__About this task__
Filter these records by the string "request", copying each line that holds it.

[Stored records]
----------

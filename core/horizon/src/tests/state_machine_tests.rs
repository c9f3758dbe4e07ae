use super::support::{word_reply, Harness};
use crate::domain::{AnalysisCategory, Language, Notice, ViewMode};
use crate::usecase::{Action, Effect};

fn started(effects: &[Effect]) -> usize {
    effects
        .iter()
        .filter(|e| matches!(e, Effect::StartAnalysis { .. }))
        .count()
}

#[test]
fn test_select_language_moves_to_category_menu() {
    let mut h = Harness::new(vec![]);
    h.send(Action::SelectLanguage(Language::Vietnamese));
    assert_eq!(h.store.mode(), ViewMode::CatSelect);
    assert_eq!(h.store.language(), Some(Language::Vietnamese));
    assert_eq!(h.effects, vec![Effect::Notice(Notice::LanguageChosen)]);
}

#[test]
fn test_selection_outside_its_menu_is_ignored() {
    let mut h = Harness::new(vec![]);
    h.send(Action::SelectCategory(AnalysisCategory::Grammar));
    assert_eq!(h.store.mode(), ViewMode::LangSelect);
    assert_eq!(h.store.category(), None);

    h.send(Action::SelectLanguage(Language::English));
    h.send(Action::SelectLanguage(Language::Vietnamese));
    assert_eq!(h.store.language(), Some(Language::English));
}

#[test]
fn test_back_clears_the_latest_selection() {
    let mut h = Harness::new(vec![]);
    h.choose(Language::English, AnalysisCategory::IdiomsPhrasal);
    h.send(Action::Back);
    assert_eq!(h.store.mode(), ViewMode::CatSelect);
    assert_eq!(h.store.category(), None);
    assert_eq!(h.store.language(), Some(Language::English));
    h.send(Action::Back);
    assert_eq!(h.store.mode(), ViewMode::LangSelect);
    assert_eq!(h.store.language(), None);
}

#[test]
fn test_whitespace_submit_is_ignored() {
    let mut h = Harness::new(vec![]);
    h.choose(Language::English, AnalysisCategory::WordFormation);
    h.submit("   ");
    assert_eq!(h.store.mode(), ViewMode::WordInput);
    assert_eq!(started(&h.effects), 0);
    assert_eq!(h.generation.call_count(), 0);
}

#[test]
fn test_submit_trims_term_and_enters_loading() {
    let h_machine = Harness::new(vec![]);
    let mut store = crate::usecase::SessionStore::new();
    let machine = &h_machine.machine;
    machine.dispatch(&mut store, Action::SelectLanguage(Language::English));
    machine.dispatch(&mut store, Action::SelectCategory(AnalysisCategory::WordFormation));
    machine.dispatch(&mut store, Action::EditInput("  Heart  ".to_string()));
    let effects = machine.dispatch(&mut store, Action::Submit);

    assert_eq!(store.mode(), ViewMode::Loading);
    assert!(store.is_loading());
    assert_eq!(store.input(), "");
    assert_eq!(effects.len(), 2);
    assert_eq!(effects[0], Effect::Notice(Notice::AnalysisStarted));
    match &effects[1] {
        Effect::StartAnalysis { request, .. } => {
            assert_eq!(request.term.to_string(), "Heart");
            assert_eq!(request.language, Language::English);
            assert_eq!(request.category, AnalysisCategory::WordFormation);
        }
        other => panic!("expected StartAnalysis, got {:?}", other),
    }
}

#[test]
fn test_submit_while_loading_is_rejected() {
    let h = Harness::new(vec![]);
    let mut store = crate::usecase::SessionStore::new();
    let machine = &h.machine;
    machine.dispatch(&mut store, Action::SelectLanguage(Language::English));
    machine.dispatch(&mut store, Action::SelectCategory(AnalysisCategory::WordFormation));
    machine.dispatch(&mut store, Action::EditInput("Heart".to_string()));
    machine.dispatch(&mut store, Action::Submit);

    machine.dispatch(&mut store, Action::EditInput("Blue".to_string()));
    let effects = machine.dispatch(&mut store, Action::Submit);
    assert!(effects.is_empty());
    assert_eq!(store.mode(), ViewMode::Loading);
    assert_eq!(store.input(), "");
}

#[test]
fn test_success_records_history_with_clock_time() {
    let mut h = Harness::new(vec![Ok(word_reply("Heart"))]);
    h.choose(Language::English, AnalysisCategory::WordFormation);
    h.clock.advance(5_000);
    h.submit("Heart");

    assert_eq!(h.store.mode(), ViewMode::Analysis);
    assert!(!h.store.is_loading());
    let entries = h.store.history().entries();
    assert_eq!(entries.len(), 1);
    assert_eq!(entries[0].timestamp_ms, 1_700_000_005_000);
    assert!(h.effects.contains(&Effect::Notice(Notice::SavedToHistory)));
    assert!(h.effects.contains(&Effect::Notice(Notice::AnalysisSucceeded {
        sound_effect: Some("*Thump thump* 💓".to_string()),
    })));
}

#[test]
fn test_failure_moves_to_error_without_result() {
    let mut h = Harness::new(vec![Err(common::error::Error::http("HTTP 500: internal"))]);
    h.choose(Language::English, AnalysisCategory::WordFormation);
    h.submit("Heart");
    assert_eq!(h.store.mode(), ViewMode::Error);
    assert!(h.store.result().is_none());
    assert!(!h.store.is_loading());
    assert!(h.store.history().is_empty());
    assert_eq!(h.effects.last(), Some(&Effect::Notice(Notice::AnalysisFailed)));
}

#[test]
fn test_stale_completion_after_reset_is_discarded() {
    let h = Harness::new(vec![]);
    let mut store = crate::usecase::SessionStore::new();
    let machine = &h.machine;
    machine.dispatch(&mut store, Action::SelectLanguage(Language::English));
    machine.dispatch(&mut store, Action::SelectCategory(AnalysisCategory::WordFormation));
    machine.dispatch(&mut store, Action::EditInput("Heart".to_string()));
    let effects = machine.dispatch(&mut store, Action::Submit);
    let token = match &effects[1] {
        Effect::StartAnalysis { token, .. } => *token,
        other => panic!("expected StartAnalysis, got {:?}", other),
    };

    machine.dispatch(&mut store, Action::Reset);
    let result = crate::usecase::analysis_client::parse_analysis(
        &word_reply("Heart"),
        AnalysisCategory::WordFormation,
    )
    .unwrap();
    let effects = machine.complete(&mut store, token, Ok(result));

    assert!(effects.is_empty());
    assert_eq!(store.mode(), ViewMode::LangSelect);
    assert!(store.result().is_none());
    assert!(store.history().is_empty());
    assert!(h.log.messages().iter().any(|m| m == "stale completion discarded"));
}

#[test]
fn test_speak_is_offered_for_words_only() {
    let mut h = Harness::new(vec![Ok(word_reply("Heart"))]);
    h.choose(Language::English, AnalysisCategory::WordFormation);
    h.submit("Heart");
    h.effects.clear();
    h.send(Action::Speak);
    assert_eq!(h.effects, vec![Effect::Speak("Heart".to_string())]);

    let mut g = Harness::new(vec![Ok(super::support::grammar_reply("Inversion"))]);
    g.choose(Language::English, AnalysisCategory::Grammar);
    g.submit("Inversion");
    assert_eq!(g.store.mode(), ViewMode::Analysis);
    g.effects.clear();
    g.send(Action::Speak);
    assert!(g.effects.is_empty());
}

#[test]
fn test_viewer_entry_closes_viewer_and_reanalyzes() {
    let mut h = Harness::new(vec![Ok(word_reply("Heart")), Ok(word_reply("Heart"))]);
    h.choose(Language::English, AnalysisCategory::WordFormation);
    h.submit("Heart");
    h.submit("history");
    assert!(h.store.is_viewer_open());
    assert_eq!(h.store.input(), "");

    h.send(Action::SelectViewerEntry("Heart".to_string()));
    assert!(!h.store.is_viewer_open());
    assert_eq!(h.generation.call_count(), 2);
    assert_eq!(h.store.history().len(), 2);
}

#[test]
fn test_viewer_entry_from_error_only_closes_viewer() {
    let mut h = Harness::new(vec![Err(common::error::Error::json("No response"))]);
    h.choose(Language::English, AnalysisCategory::WordFormation);
    h.submit("Heart");
    assert_eq!(h.store.mode(), ViewMode::Error);

    h.send(Action::OpenViewer);
    h.send(Action::SelectViewerEntry("Heart".to_string()));
    assert!(!h.store.is_viewer_open());
    assert_eq!(h.store.mode(), ViewMode::Error);
    assert_eq!(h.generation.call_count(), 1);
}

#[test]
fn test_favorite_button_matches_fav_command() {
    let mut h = Harness::new(vec![Ok(word_reply("Heart"))]);
    h.choose(Language::Vietnamese, AnalysisCategory::WordFormation);
    h.submit("Heart");
    h.effects.clear();
    h.send(Action::ToggleFavorite);
    assert!(h.store.favorites().contains("Heart"));
    assert_eq!(
        h.effects,
        vec![Effect::Notice(Notice::FavoriteAdded {
            term: "Heart".to_string()
        })]
    );
    h.send(Action::ToggleFavorite);
    assert!(h.store.favorites().is_empty());
}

----------

__Solution to this exercise__
        Effect::StartAnalysis { request, .. } => {
            assert_eq!(request.term.to_string(), "Heart");
            assert_eq!(request.language, Language::English);
            assert_eq!(request.category, AnalysisCategory::WordFormation);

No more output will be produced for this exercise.